The same treatment trends are occurring in radiation therapy.
For women who opt for breast-sparing surgery (lumpectomy), the standard care had been to follow up with six weeks of radiation treatment, five days a week. Later, research began to show that physicians could safely give slightly more radiation each day, and reduce the duration to three or four weeks. Today, some cases qualify for just a single week of radiation.
“Patients are shocked when they learn this,” says Gergelis. “It’s a pretty neat thing, to see where we’re evolving.” The treatments are biologically equivalent in terms of killing the cancer cells, but more convenient. Daily radiation is a burden, even though the treatment itself only takes a few minutes. It hampers work schedules, delays travel, and creates concern about injury to skin and nearby organs.
The evolution toward condensed radiation therapy, including partial versus whole breast irradiation, is often based on tumor type, age, lifestyle, and treatment goals. Wilmot has new clinical studies in this area.
Research allows physicians to be nimble, to design precision therapy.
“The whole point is to ‘right-size’ treatment for each person based on their circumstances,” Gergelis says. “To give all the treatment that’s needed and escalate it in the most aggressive cases, while customizing cancer treatment for those who have less aggressive disease.”
Breast Cancer Research at Wilmot
The median age for a breast cancer diagnosis is 62, according to the American Cancer Society. Wilmot is a national leader for treating older adults with cancer — no matter what type — and has a large portfolio of studies geared toward enhancing elder patient care by understanding the whole person and how cancer can impact functionality, memory, and family support.
Most recently, geriatric oncologist Allison Magnuson, D.O., a breast cancer specialist, started a novel project for older patients with pre-existing dementia. She was recently funded by a $2.5 million National Institute on Aging grant, to evaluate ways to improve communication between physicians and people with cognitive problems as they face breast cancer.
At the other end of the spectrum, several Wilmot scientists are investigating how breast cancer develops and spreads. Paula Vertino, Ph.D., the Wilmot Distinguished Professor in Cancer Genomics, is looking at breast cells with invasive potential and the underlying signals during the earliest steps in their migration toward metastasis. The goal is to reprogram cells to correct this aberrant behavior.
Another innovative project plunges into the root of cancer cells and how they behave — specifically, how breast cancer cells make their own antioxidants, which is their “food,” and then use the antioxidants to survive.
Isaac Harris, Ph.D., assistant professor of Biomedical Genetics and another recent Harvard University recruit, leads this research with advanced technologies and a thinking outside-the-norm strategic approach.
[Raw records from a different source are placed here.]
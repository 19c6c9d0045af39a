//! Glossa home directory support
//!
//! Resolves the home directory that holds registered glossary
//! projects, the search index and the global config file, following
//! the XDG Base Directory convention on Linux/Unix systems.

use std::env;
use std::fs;
use std::path::PathBuf;

/// Home directory layout for glossa
///
/// ```text
/// {home}/
/// ├── config.toml            # global config
/// ├── registry.json          # registered glossary projects
/// ├── projects/              # glossary storage, one dir per project
/// │   └── {name}/glossary/{name}.{src}.{tgt}.yml
/// └── db/                    # search index (rebuildable cache)
/// ```
#[derive(Debug, Clone)]
pub struct GlossaHome {
    pub root: PathBuf,
}

impl GlossaHome {
    /// Resolve the home directory with proper priority order
    ///
    /// Priority order (highest to lowest):
    /// 1. Explicit GLOSSA_HOME env var
    /// 2. XDG_DATA_HOME environment variable
    /// 3. XDG default (~/.local/share/glossa)
    pub fn resolve() -> Self {
        Self {
            root: Self::resolve_root(),
        }
    }

    /// Create a home rooted at an explicit path (tests, --home flag)
    pub fn at(root: PathBuf) -> Self {
        Self { root }
    }

    fn resolve_root() -> PathBuf {
        if let Ok(dir) = env::var("GLOSSA_HOME") {
            return PathBuf::from(dir);
        }

        if let Ok(xdg) = env::var("XDG_DATA_HOME") {
            return PathBuf::from(xdg).join("glossa");
        }

        dirs::home_dir()
            .unwrap_or_else(|| PathBuf::from("."))
            .join(".local")
            .join("share")
            .join("glossa")
    }

    /// Get global config file path
    pub fn config_file(&self) -> PathBuf {
        self.root.join("config.toml")
    }

    /// Get registry file path
    pub fn registry_file(&self) -> PathBuf {
        self.root.join("registry.json")
    }

    /// Get glossary storage root
    pub fn projects_dir(&self) -> PathBuf {
        self.root.join("projects")
    }

    /// Get search index directory path
    pub fn db_dir(&self) -> PathBuf {
        self.root.join("db")
    }

    /// Create the home directories if they don't exist
    pub fn ensure_dirs_exist(&self) -> std::io::Result<()> {
        fs::create_dir_all(&self.root)?;
        fs::create_dir_all(self.projects_dir())?;
        fs::create_dir_all(self.db_dir())?;
        Ok(())
    }

    /// Log the resolved paths
    pub fn log_paths(&self) {
        tracing::debug!("glossa home resolved:");
        tracing::debug!("  Root: {:?}", self.root);
        tracing::debug!("  Config file: {:?}", self.config_file());
        tracing::debug!("  Registry: {:?}", self.registry_file());
        tracing::debug!("  Projects: {:?}", self.projects_dir());
        tracing::debug!("  Index: {:?}", self.db_dir());
    }
}

impl Default for GlossaHome {
    fn default() -> Self {
        Self::resolve()
    }
}
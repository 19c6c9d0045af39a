//! Test helpers shared across integration tests

use glossa::core::config::Settings;
use glossa::core::home::GlossaHome;
use glossa::core::services::Services;
use glossa::core::types::{GlossaryHandle, Term};

/// Build services with an explicit glossary identity so ambient
/// project/global config cannot leak into tests
pub fn create_test_services(home: &GlossaHome, glossary: &str) -> Services {
    let overrides = Settings {
        glossary: Some(glossary.to_string()),
        source_language: Some("en".to_string()),
        target_language: Some("ja".to_string()),
    };
    Services::new(home.clone(), &overrides).expect("failed to create services")
}

/// Register a glossary and populate it with the given terms
pub fn seed_glossary(services: &Services, name: &str, entries: &[(&str, &str, &str)]) {
    services
        .repository
        .register(name)
        .expect("failed to register glossary");
    services
        .repository
        .import(GlossaryHandle::new(name, "en", "ja"), &terms(entries))
        .expect("failed to populate glossary");
}

/// Build a term list from (source, target, note) tuples
pub fn terms(entries: &[(&str, &str, &str)]) -> Vec<Term> {
    entries
        .iter()
        .map(|(source, target, note)| Term::new(source, target, note))
        .collect()
}
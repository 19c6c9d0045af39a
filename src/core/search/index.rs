//! Tantivy-backed term index.
//!
//! A rebuildable index over the terms of many glossaries, supporting
//! substring lookup on `source_term` with ranked, highlighted hits.
//! The glossary files stay the system of record; this index is a
//! cache that a repopulation pass can drop and rebuild at any time.
//!
//! Substring matching uses a lowercasing bigram tokenizer: a query is
//! decomposed into the same bigrams at lookup time, candidates must
//! contain them all, and an explicit containment check removes the
//! out-of-order gram collisions the engine cannot see.

use crate::core::error::{GlossaError, Result};
use crate::core::search::highlight::{self, Highlighter};
use crate::core::types::{IndexEntry, Term};
use std::path::Path;
use tantivy::collector::DocSetCollector;
use tantivy::query::{AllQuery, BooleanQuery, Occur, Query, TermQuery};
use tantivy::schema::{
    Field, IndexRecordOption, Schema, TextFieldIndexing, TextOptions, Value, STORED, STRING,
};
use tantivy::tokenizer::{LowerCaser, NgramTokenizer, TextAnalyzer};
use tantivy::{doc, Index, IndexWriter, TantivyDocument};

/// Name of the registered source-term tokenizer
pub const TOKENIZER_NAME: &str = "term_bigram";

/// Gram size for the substring index
const GRAM_SIZE: usize = 2;

/// Writer heap (50MB, same as a small dedicated indexing process)
const WRITER_HEAP_BYTES: usize = 50_000_000;

/// Create the schema for term entries
///
/// Fields:
/// - name: owning glossary name (raw | STORED)
/// - source_language / target_language: language codes (raw | STORED)
/// - source_term: substring-searchable via bigram tokenizer (STORED)
/// - target_term / note: payload only (STORED)
fn create_schema() -> Schema {
    let mut builder = Schema::builder();

    let bigram_text = TextOptions::default()
        .set_indexing_options(
            TextFieldIndexing::default()
                .set_tokenizer(TOKENIZER_NAME)
                .set_index_option(IndexRecordOption::Basic),
        )
        .set_stored();

    builder.add_text_field("name", STRING | STORED);
    builder.add_text_field("source_language", STRING | STORED);
    builder.add_text_field("target_language", STRING | STORED);
    builder.add_text_field("source_term", bigram_text);
    builder.add_text_field("target_term", STORED);
    builder.add_text_field("note", STORED);

    builder.build()
}

/// Resolved schema fields
#[derive(Debug, Clone, Copy)]
struct TermFields {
    name: Field,
    source_language: Field,
    target_language: Field,
    source_term: Field,
    target_term: Field,
    note: Field,
}

impl TermFields {
    fn resolve(schema: &Schema) -> Result<Self> {
        let field = |name: &str| {
            schema
                .get_field(name)
                .map_err(|e| GlossaError::IndexError(format!("missing {name} field: {e}")))
        };
        Ok(Self {
            name: field("name")?,
            source_language: field("source_language")?,
            target_language: field("target_language")?,
            source_term: field("source_term")?,
            target_term: field("target_term")?,
            note: field("note")?,
        })
    }
}

/// Term index handle
///
/// Must be opened before use and closed after; `with_open` scopes a
/// unit of work and releases the backing storage on every path.
pub struct TermIndex {
    index: Index,
    writer: IndexWriter,
    fields: TermFields,
    highlighter: Highlighter,
}

impl std::fmt::Debug for TermIndex {
    fn fmt(&self, f: &mut std::fmt::Formatter<'_>) -> std::fmt::Result {
        f.debug_struct("TermIndex").finish_non_exhaustive()
    }
}

impl TermIndex {
    /// Open the index at `db_dir`, creating it on first use
    pub fn open(db_dir: &Path) -> Result<Self> {
        std::fs::create_dir_all(db_dir)?;

        let index = match Index::open_in_dir(db_dir) {
            Ok(index) => index,
            Err(_) => Index::create_in_dir(db_dir, create_schema())
                .map_err(|e| GlossaError::IndexError(format!("failed to create index: {e}")))?,
        };
        register_tokenizer(&index)?;

        let fields = TermFields::resolve(&index.schema())?;
        let writer = index
            .writer(WRITER_HEAP_BYTES)
            .map_err(|e| GlossaError::IndexError(format!("failed to create writer: {e}")))?;

        Ok(Self {
            index,
            writer,
            fields,
            highlighter: Highlighter::default(),
        })
    }

    /// Run one unit of work against the index, releasing the handle
    /// afterwards including on error paths
    pub fn with_open<T, F>(db_dir: &Path, work: F) -> Result<T>
    where
        F: FnOnce(&mut TermIndex) -> Result<T>,
    {
        let mut index = Self::open(db_dir)?;
        let result = work(&mut index);
        let closed = index.close();
        match result {
            Ok(value) => {
                closed?;
                Ok(value)
            }
            Err(e) => Err(e),
        }
    }

    /// Drop every entry, leaving a clean schema for a repopulation
    /// pass (no stale entries from deleted or renamed glossaries)
    pub fn recreate(&mut self) -> Result<()> {
        self.writer
            .delete_all_documents()
            .map_err(|e| GlossaError::IndexError(format!("failed to clear index: {e}")))?;
        self.commit()
    }

    /// Insert one entry per term. Purely additive; the caller is
    /// responsible for not double-inserting.
    pub fn index_glossary(
        &mut self,
        terms: &[Term],
        name: &str,
        source_language: &str,
        target_language: &str,
    ) -> Result<()> {
        for term in terms {
            let document = doc!(
                self.fields.name => name,
                self.fields.source_language => source_language,
                self.fields.target_language => target_language,
                self.fields.source_term => term.source_term.as_str(),
                self.fields.target_term => term.target_term.as_str(),
                self.fields.note => term.note.as_str(),
            );
            self.writer
                .add_document(document)
                .map_err(|e| GlossaError::IndexError(format!("failed to add entry: {e}")))?;
        }
        Ok(())
    }

    /// Commit pending entries to the backing storage
    pub fn commit(&mut self) -> Result<()> {
        self.writer
            .commit()
            .map_err(|e| GlossaError::IndexError(format!("failed to commit: {e}")))?;
        Ok(())
    }

    /// Substring lookup on `source_term`.
    ///
    /// Hits come back sorted ascending by `(name, source_term,
    /// target_term)` under plain lexicographic comparison, with the
    /// matched span of each `source_term` wrapped in highlight tags.
    pub fn lookup(&self, query: &str) -> Result<Vec<IndexEntry>> {
        let query = query.trim();
        if query.is_empty() {
            return Ok(Vec::new());
        }

        let reader = self
            .index
            .reader()
            .map_err(|e| GlossaError::IndexError(format!("failed to create reader: {e}")))?;
        let searcher = reader.searcher();

        let candidates = searcher
            .search(&self.candidate_query(query), &DocSetCollector)
            .map_err(|e| GlossaError::IndexError(format!("lookup failed: {e}")))?;

        let mut hits = Vec::new();
        for address in candidates {
            let document: TantivyDocument = searcher
                .doc(address)
                .map_err(|e| GlossaError::IndexError(format!("failed to retrieve entry: {e}")))?;

            let source_term = extract_text(&document, self.fields.source_term);
            // Grams are unordered; only true substring matches survive
            if highlight::find_span(&source_term, query).is_none() {
                continue;
            }

            hits.push(IndexEntry {
                name: extract_text(&document, self.fields.name),
                source_language: extract_text(&document, self.fields.source_language),
                target_language: extract_text(&document, self.fields.target_language),
                source_term,
                target_term: extract_text(&document, self.fields.target_term),
                note: extract_text(&document, self.fields.note),
            });
        }

        hits.sort_by(|a, b| {
            a.name
                .cmp(&b.name)
                .then_with(|| a.source_term.cmp(&b.source_term))
                .then_with(|| a.target_term.cmp(&b.target_term))
        });

        for hit in &mut hits {
            hit.source_term = self.highlighter.execute(&hit.source_term, query);
        }
        Ok(hits)
    }

    /// Final commit and release of the backing storage handle
    pub fn close(mut self) -> Result<()> {
        self.commit()
    }

    fn candidate_query(&self, query: &str) -> Box<dyn Query> {
        let grams = bigrams(&query.to_lowercase());
        if grams.is_empty() {
            // Queries shorter than the gram size scan the stored column
            return Box::new(AllQuery);
        }

        let clauses = grams
            .into_iter()
            .map(|gram| {
                let term = tantivy::Term::from_field_text(self.fields.source_term, &gram);
                let clause: Box<dyn Query> =
                    Box::new(TermQuery::new(term, IndexRecordOption::Basic));
                (Occur::Must, clause)
            })
            .collect::<Vec<_>>();
        Box::new(BooleanQuery::new(clauses))
    }
}

fn register_tokenizer(index: &Index) -> Result<()> {
    let tokenizer = NgramTokenizer::new(GRAM_SIZE, GRAM_SIZE, false)
        .map_err(|e| GlossaError::IndexError(format!("failed to build tokenizer: {e}")))?;
    let analyzer = TextAnalyzer::builder(tokenizer).filter(LowerCaser).build();
    index.tokenizers().register(TOKENIZER_NAME, analyzer);
    Ok(())
}

fn bigrams(normalized: &str) -> Vec<String> {
    let chars: Vec<char> = normalized.chars().collect();
    if chars.len() < GRAM_SIZE {
        return Vec::new();
    }
    chars
        .windows(GRAM_SIZE)
        .map(|window| window.iter().collect())
        .collect()
}

fn extract_text(document: &TantivyDocument, field: Field) -> String {
    document
        .get_first(field)
        .and_then(|value| value.as_str())
        .unwrap_or("")
        .to_string()
}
His scientific question: Is there something special about how cancer cells are feeding themselves? Is it different than normal tissue? He’s finding that antioxidants can be broken down into individual or groups of metabolites, essentially acting as storage facilities for tumor food.
Laboratory studies show that, generally, cancer cells need these metabolites to survive. Harris is trying to understand the process by which they obtain the metabolites. His developing views on how this occurs are different from other researchers. If his hypothesis is correct, the goal is to use currently available drugs to block the feeding of cancer cells.
“Our novel ideas,” he adds, “have been well-received in the scientific community.” In 2022, the National Cancer Institute funded Harris’ research with $1.9 million.